Pour l’Agpm, la meilleure stratégie pour piéger les nitrates en situation de récolte tardive à l’automne consiste à réaliser un mulching après la récolte des maïs. Cette pratique permet aussi de couvrir le sol ou de le préserver.
Le mulching consiste à broyer finement des cannes de maïs aussitôt après la récolte et à les incorporer superficiellement au moyen d’un passage d’outil de travail du sol  adapté. Cette technique permet de préserver les sols.  Après la récolte de maïs, 8 à 10 tonnes de cannes de maïs retournent au sol. Elles restituent ainsi 1 600 à 2 000 kg de matière organique. La décomposition des résidus est accélérée par la réduction de leur taille obtenue par broyage. Il faut aussi que les résidus touchent le sol pour favoriser l’incorporation superficielle. Les résidus de cannes de maïs possèdent un rapport carbone sur azote élevé et voisin de 50. Ceci favorise l’organisation microbienne de l’azote minéral associée à la décomposition des résidus. Les micro-organismes du sol consomment de l’azote minéral pour leur besoin de croissance. Une décomposition rapide améliore la fertilité organique du sol (humus) et sa structure. Des essais conduits par Arvalis montrent que le mulching des résidus de cannes de maïs permet de fournir jusqu’à 30 kg d’azote minéral par hectare.

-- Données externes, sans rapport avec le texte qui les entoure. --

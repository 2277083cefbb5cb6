//! Freshservice connector configuration.

use std::fmt;

use secrecy::{ExposeSecret, SecretString};
use xavyo_connector::config::{AuthConfig, ConnectionSettings, ConnectorConfig};
use xavyo_connector::error::{ConnectorError, ConnectorResult};

use crate::error::{FreshserviceError, FreshserviceResult};

/// Host every Freshservice account lives under.
pub const FRESHSERVICE_HOST: &str = "freshservice.com";

/// Password sent alongside the API key in Basic auth.
pub(crate) const API_KEY_PASSWORD: &str = "X";

/// Configuration for one Freshservice account.
pub struct FreshserviceConfig {
    api_key: SecretString,
    subdomain: String,
    /// Only list catalog items from this category.
    pub category_id: Option<String>,
    /// Expose the ticketing adapter.
    pub ticketing: bool,
    /// Overrides `https://{subdomain}.freshservice.com/api/v2`.
    pub api_base_url: Option<String>,
    pub connection: ConnectionSettings,
}

impl fmt::Debug for FreshserviceConfig {
    fn fmt(&self, f: &mut fmt::Formatter<'_>) -> fmt::Result {
        f.debug_struct("FreshserviceConfig")
            .field("api_key", &"***REDACTED***")
            .field("subdomain", &self.subdomain)
            .field("category_id", &self.category_id)
            .field("ticketing", &self.ticketing)
            .field("api_base_url", &self.api_base_url)
            .field("connection", &self.connection)
            .finish()
    }
}

impl FreshserviceConfig {
    /// Creates a new builder.
    #[must_use]
    pub fn builder() -> FreshserviceConfigBuilder {
        FreshserviceConfigBuilder::default()
    }

    /// Load the configuration from `FRESHSERVICE_*` environment variables.
    ///
    /// # Errors
    ///
    /// Returns an error if a required variable is missing or a value is invalid.
    pub fn from_env() -> FreshserviceResult<Self> {
        Self::from_vars(|name| std::env::var(name).ok())
    }

    pub(crate) fn from_vars<F>(lookup: F) -> FreshserviceResult<Self>
    where
        F: Fn(&str) -> Option<String>,
    {
        let required = |name: &str| {
            lookup(name)
                .filter(|v| !v.trim().is_empty())
                .ok_or_else(|| FreshserviceError::Config(format!("{name} is not set")))
        };

        let mut builder = Self::builder()
            .api_key(required("FRESHSERVICE_API_KEY")?)
            .domain(required("FRESHSERVICE_DOMAIN")?);

        if let Some(category) = lookup("FRESHSERVICE_CATEGORY_ID").filter(|v| !v.is_empty()) {
            builder = builder.category_id(category);
        }
        if let Some(flag) = lookup("FRESHSERVICE_TICKETING") {
            builder = builder.ticketing(parse_flag("FRESHSERVICE_TICKETING", &flag)?);
        }
        if let Some(base) = lookup("FRESHSERVICE_API_BASE_URL").filter(|v| !v.is_empty()) {
            builder = builder.api_base_url(base);
        }

        builder.build()
    }

    /// The API key.
    #[must_use]
    pub fn api_key(&self) -> &SecretString {
        &self.api_key
    }

    /// Account subdomain, e.g. `acme` for `acme.freshservice.com`.
    #[must_use]
    pub fn subdomain(&self) -> &str {
        &self.subdomain
    }

    /// Base URL every endpoint path is appended to.
    #[must_use]
    pub fn base_url(&self) -> String {
        match &self.api_base_url {
            Some(base) => base.trim_end_matches('/').to_string(),
            None => format!("https://{}.{}/api/v2", self.subdomain, FRESHSERVICE_HOST),
        }
    }

    /// Agent-portal URL of a ticket.
    #[must_use]
    pub fn ticket_url(&self, ticket_id: u64) -> String {
        ticket_url(&self.subdomain, ticket_id)
    }

    fn check(&self) -> FreshserviceResult<()> {
        if self.api_key.expose_secret().trim().is_empty() {
            return Err(FreshserviceError::Config("api_key is required".to_string()));
        }
        extract_subdomain(&self.subdomain)?;
        if self.category_id.is_some() && !self.ticketing {
            return Err(FreshserviceError::Config(
                "category_id requires ticketing to be enabled".to_string(),
            ));
        }
        if let Some(base) = &self.api_base_url {
            let url = url::Url::parse(base)?;
            if !matches!(url.scheme(), "http" | "https") || url.host_str().is_none() {
                return Err(FreshserviceError::Config(format!(
                    "api_base_url must be an http(s) URL with a host, got '{base}'"
                )));
            }
        }
        Ok(())
    }
}

impl ConnectorConfig for FreshserviceConfig {
    fn connector_name() -> &'static str {
        "freshservice"
    }

    fn validate(&self) -> ConnectorResult<()> {
        self.check().map_err(ConnectorError::from)
    }

    fn auth(&self) -> AuthConfig {
        AuthConfig::basic(self.api_key.expose_secret(), API_KEY_PASSWORD)
    }

    fn connection(&self) -> &ConnectionSettings {
        &self.connection
    }
}

/// Builder for [`FreshserviceConfig`].
#[derive(Default)]
pub struct FreshserviceConfigBuilder {
    api_key: Option<SecretString>,
    domain: Option<String>,
    category_id: Option<String>,
    ticketing: bool,
    api_base_url: Option<String>,
    connection: ConnectionSettings,
}

impl FreshserviceConfigBuilder {
    #[must_use]
    pub fn api_key(mut self, api_key: impl Into<String>) -> Self {
        self.api_key = Some(SecretString::from(api_key.into()));
        self
    }

    /// Accepts `acme`, `acme.freshservice.com` or `https://acme.freshservice.com/`.
    #[must_use]
    pub fn domain(mut self, domain: impl Into<String>) -> Self {
        self.domain = Some(domain.into());
        self
    }

    #[must_use]
    pub fn category_id(mut self, category_id: impl Into<String>) -> Self {
        self.category_id = Some(category_id.into());
        self
    }

    #[must_use]
    pub fn ticketing(mut self, enabled: bool) -> Self {
        self.ticketing = enabled;
        self
    }

    #[must_use]
    pub fn api_base_url(mut self, url: impl Into<String>) -> Self {
        self.api_base_url = Some(url.into());
        self
    }

    #[must_use]
    pub fn connection(mut self, connection: ConnectionSettings) -> Self {
        self.connection = connection;
        self
    }

    /// Build and validate the configuration.
    ///
    /// # Errors
    ///
    /// Returns `FreshserviceError::Config` when the key or domain is missing
    /// or invalid.
    pub fn build(self) -> FreshserviceResult<FreshserviceConfig> {
        let api_key = self
            .api_key
            .ok_or_else(|| FreshserviceError::Config("api_key is required".to_string()))?;
        let domain = self
            .domain
            .ok_or_else(|| FreshserviceError::Config("domain is required".to_string()))?;

        let config = FreshserviceConfig {
            api_key,
            subdomain: extract_subdomain(&domain)?,
            category_id: self.category_id,
            ticketing: self.ticketing,
            api_base_url: self.api_base_url,
            connection: self.connection,
        };
        config.check()?;
        Ok(config)
    }
}

/// Agent-portal URL of a ticket on the account `subdomain`.
#[must_use]
pub fn ticket_url(subdomain: &str, ticket_id: u64) -> String {
    format!("https://{subdomain}.{FRESHSERVICE_HOST}/a/tickets/{ticket_id}")
}

/// Extract the account subdomain from whatever the user typed as domain.
///
/// # Errors
///
/// Returns `FreshserviceError::Config` when no usable subdomain remains.
pub fn extract_subdomain(domain: &str) -> FreshserviceResult<String> {
    let trimmed = domain.trim();
    let without_scheme = trimmed
        .strip_prefix("https://")
        .or_else(|| trimmed.strip_prefix("http://"))
        .unwrap_or(trimmed)
        .trim_end_matches('/');

    let subdomain = without_scheme.split('.').next().unwrap_or_default();

    let valid = !subdomain.is_empty()
        && subdomain
            .chars()
            .all(|c| c.is_ascii_alphanumeric() || c == '-');
    if !valid {
        return Err(FreshserviceError::Config(format!(
            "invalid domain '{domain}': expected an account subdomain such as 'acme'"
        )));
    }

    Ok(subdomain.to_ascii_lowercase())
}

fn parse_flag(name: &str, value: &str) -> FreshserviceResult<bool> {
    match value.trim().to_ascii_lowercase().as_str() {
        "1" | "true" | "yes" | "on" => Ok(true),
        "" | "0" | "false" | "no" | "off" => Ok(false),
        other => Err(FreshserviceError::Config(format!(
            "{name} must be a boolean, got '{other}'"
        ))),
    }
}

La décomposition ralentit lorsque les températures du sol sont moins élevées en hiver. Les opérations de mulching doivent donc être réalisées rapidement à l’automne. Après l’enfouissement, le labour peut être effectué seulement trois semaines après pour laisser faire les micro-organismes.
La technique du mulching grâce au broyage permet de réduire les insectes foreurs. Des essais réalisés sur des sésamies entre 1993 et 1995 affichent une efficacité de 75 % pour un broyage suivi d’un Cover Crop. Les larves de pyrales peuvent aussi être détruites par la technique du mulching. Au-delà des intérêts agronomiques, environnementaux et de gestion des insectes foreurs, la pratique du mulching permet de mieux contrôler les maladies du feuillage et de l’épi puisque le taux de survie des spores est moins important sans toutefois garantir leur absence l’année suivante.